Maryland's crab harvest fell to just 26 million pounds in 1992. It rebounded to 57 million pounds the next year, before dropping again to 36 million pounds last year -- about one-fifth below the 10-year average.
But researchers believe that harvest numbers alone are misleading because they only document how many crabs are caught, not how many are in the bay. Recent studies suggest that watermen are putting more pressure on a smaller population, and that the recreational catch has been greatly underestimated.
The latest survey results, based on dredging more than 1,000 bay bottom sites in Maryland and Virginia between December and March, found 15 percent fewer crabs than in the winter of 1994, which was also a subpar year.
Wintering crabs are considered crucial to future harvests. Late in the year, crabs migrate south and burrow in the mud, emerging in the spring to spawn.
By itself, the dredging index might not set off alarm bells. But samples collected by Virginia trawl nets have yielded steadily declining numbers since 1990, reaching a record low last year.

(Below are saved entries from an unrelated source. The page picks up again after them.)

//! Detector lifecycle
//!
//! Modules are registered while the build graph is being assembled; the
//! detector only exists once the session is finalized. Any query before that
//! is `DetectorError::NotReady` rather than an answer computed from a partial
//! graph.

use super::affected::{AffectedModuleDetector, DetectorSettings};
use super::ProjectSubset;
use crate::core::error::{AffectedResult, DetectorError};
use crate::core::vcs::GitClient;
use crate::graph::{ModuleSpec, ProjectGraph};

pub struct DetectorSession {
  settings: DetectorSettings,
  git: Option<Box<dyn GitClient>>,
  modules: Vec<ModuleSpec>,
  detector: Option<AffectedModuleDetector>,
}

impl DetectorSession {
  pub fn new(settings: DetectorSettings, git: Box<dyn GitClient>) -> Self {
    Self {
      settings,
      git: Some(git),
      modules: Vec::new(),
      detector: None,
    }
  }

  /// Add a module to the graph under construction.
  pub fn register(&mut self, module: ModuleSpec) -> AffectedResult<()> {
    if self.detector.is_some() {
      return Err(DetectorError::AlreadyFinalized { module: module.path }.into());
    }
    self.modules.push(module);
    Ok(())
  }

  pub fn register_all(&mut self, modules: impl IntoIterator<Item = ModuleSpec>) -> AffectedResult<()> {
    for module in modules {
      self.register(module)?;
    }
    Ok(())
  }

  /// Freeze the module graph and construct the detector. Idempotent.
  pub fn finalize(&mut self) -> AffectedResult<&AffectedModuleDetector> {
    if self.detector.is_none() {
      let git = self.git.take().ok_or(DetectorError::NotReady)?;
      let graph = ProjectGraph::build(std::mem::take(&mut self.modules))?;
      if graph.is_empty() {
        tracing::warn!("no modules registered, nothing will be selected");
      }
      tracing::debug!(modules = graph.len(), "module graph finalized");
      self.detector = Some(AffectedModuleDetector::new(graph, git, self.settings.clone())?);
    }
    self.detector()
  }

  /// The detector, once the graph is finalized.
  pub fn detector(&self) -> AffectedResult<&AffectedModuleDetector> {
    self.detector.as_ref().ok_or_else(|| DetectorError::NotReady.into())
  }

  pub fn classify(&self, module: &str) -> AffectedResult<ProjectSubset> {
    self.detector()?.classify(module)
  }

  pub fn should_include(&self, module: &str) -> AffectedResult<bool> {
    self.detector()?.should_include(module)
  }
}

In a meeting Thursday sponsored by the National Oceanic and Atmospheric Administration's Chesapeake Bay office, the nearly two-dozen participants puzzled over the extent of the problem. The bay's crab populations have always bounced up and down, and are subject to little-understood environmental influences.
"You're never going to get perfect information in biology," warned William J. Goldsborough, a senior scientist with the Chesapeake Bay Foundation. "But there are sufficient warning signs that we ought to act."
John R. Griffin, secretary of the Maryland Department of Natural Resources, said the latest information is not "any great shock." But the data has drawn his attention.
"I don't think we're falling off the cliff with alarm," Mr. Griffin said. "We're at a point where we're concerned."
He is seeking a full review of all information regarding crab stocks in coordination with Virginia officials. In August, he said, a decision will be made whether to impose additional harvest restrictions this year or next.
Virginia officials are also concerned, but said they would be reluctant to impose more rules on watermen this year.
Harvest regulations that went into effect Jan. 1 have not had a chance to work yet, said Jack Travelstead, fisheries manager for the Virginia Marine Resources Commission.
"What we need to do is keep an eye on the size of the spawning stock," Mr. Travelstead said.
Crabs are a politically volatile issue in Maryland and Virginia. With historic declines in the Chesapeake Bay's other harvests -- fish, oysters and clams -- crabs have become of paramount importance, both economically and symbolically.
Biologists said they are reluctant to cause further economic hardship to watermen, nor do they want to sound an alarm unnecessarily. But they are also fearful that watermen would suffer more if crab stocks became depleted.
"There's a lot of room for uncertainty here," said L. Eugene Cronin, a longtime bay scientist. "It's a very complex species."